ER: Dürfen wir nicht.
Frage: Aber Wir können es heute Abend ja mal versuchen.
Er: Gerne….Irgendwann hat man es dann auch mal satt.
Und so vereinbaren wir ein Treffen zwischen Jens Opitz und Riyad Karzun.
Jens Opitz: Gruß
Riyad Karzun: Hallo
Jens Opitz: Hallo
Riyad Karzun: Guten Tag. Wie geht es ihnen?
Jens Opitz: Gut
Eine Dolmetscherin hilft bei der Verständigung. Auch die zwei Söhne von Ryiad Karzun sind
dabei.

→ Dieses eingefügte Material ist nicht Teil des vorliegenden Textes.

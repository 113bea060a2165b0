//! Date windows for balance queries
//!
//! A `DateRange` has optional inclusive bounds. An unbounded side means "no
//! limit", and a fully unbounded range covers the whole history.

use chrono::{Datelike, NaiveDate};
use serde::{Deserialize, Serialize};
use std::fmt;

/// Portuguese month names, January first
pub const MONTH_NAMES: [&str; 12] = [
    "Janeiro",
    "Fevereiro",
    "Março",
    "Abril",
    "Maio",
    "Junho",
    "Julho",
    "Agosto",
    "Setembro",
    "Outubro",
    "Novembro",
    "Dezembro",
];

/// Name of a month (1-12)
pub fn month_name(month: u32) -> Option<&'static str> {
    MONTH_NAMES.get(month.checked_sub(1)? as usize).copied()
}

/// Last calendar day of a month
pub fn last_day_of_month(year: i32, month: u32) -> Option<NaiveDate> {
    let first_of_next = if month == 12 {
        NaiveDate::from_ymd_opt(year.checked_add(1)?, 1, 1)?
    } else {
        NaiveDate::from_ymd_opt(year, month.checked_add(1)?, 1)?
    };
    let last = first_of_next.pred_opt()?;
    (last.month() == month).then_some(last)
}

/// Inclusive, optionally open-ended date window
#[derive(Debug, Clone, Copy, Default, PartialEq, Eq, Hash, Serialize, Deserialize)]
pub struct DateRange {
    #[serde(default, skip_serializing_if = "Option::is_none")]
    pub start: Option<NaiveDate>,
    #[serde(default, skip_serializing_if = "Option::is_none")]
    pub end: Option<NaiveDate>,
}

impl DateRange {
    pub fn new(start: Option<NaiveDate>, end: Option<NaiveDate>) -> Self {
        Self { start, end }
    }

    /// The whole history
    pub fn all_time() -> Self {
        Self::default()
    }

    pub fn between(start: NaiveDate, end: NaiveDate) -> Self {
        Self::new(Some(start), Some(end))
    }

    /// Everything up to and including `end`
    pub fn until(end: NaiveDate) -> Self {
        Self::new(None, Some(end))
    }

    pub fn is_unbounded(&self) -> bool {
        self.start.is_none() && self.end.is_none()
    }

    /// Whether a record dated `date` falls in this window
    ///
    /// Undated records only match an unbounded window, the same way a
    /// `NULL` date never satisfies a `BETWEEN` filter.
    pub fn contains(&self, date: Option<NaiveDate>) -> bool {
        if self.is_unbounded() {
            return true;
        }
        let Some(date) = date else {
            return false;
        };
        self.start.map_or(true, |start| date >= start) && self.end.map_or(true, |end| date <= end)
    }
}

impl fmt::Display for DateRange {
    fn fmt(&self, f: &mut fmt::Formatter<'_>) -> fmt::Result {
        match (self.start, self.end) {
            (None, None) => write!(f, "all time"),
            (Some(start), None) => write!(f, "since {}", start),
            (None, Some(end)) => write!(f, "until {}", end),
            (Some(start), Some(end)) => write!(f, "{} to {}", start, end),
        }
    }
}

Jens Opitz kann endlich loswerden, was ihn schon lange beschäftigt.
Opitz Ist es nicht doch auch das Geld gewesen, das euch hier hergezogen hat?
Riyad Karzun: Er sagt als sie aus dem Libanon kamen, sie wussten nicht dass sie Geld kriegen,
mir wurde nur gesagt dass ich hier eine Unterkunft krieg, die Kinder würden zur Schule
gehen und in Frieden leben, das war mein Ziel nicht was anderes.
Opitz: Es geht um die, die hier eigentlich bei uns nichts zu suchen haben, weil die kein
Asylrecht kriegen, weil die trotzdem hierherkommen, in der Zwischenzeit die Kohle kassieren
und dann wieder raus müssen.
Riyad Karzun: Er sagt, ich habe keine Antwort mehr, weil ich nicht es wusste gibt solche
Menschen die solche Gedanken haben.
Fühlbare Distanz auf beiden Seiten – und trotz des Kennenlernens werden die Proteste
gegen die Flüchtlingspolitik in Häslich weitergehen.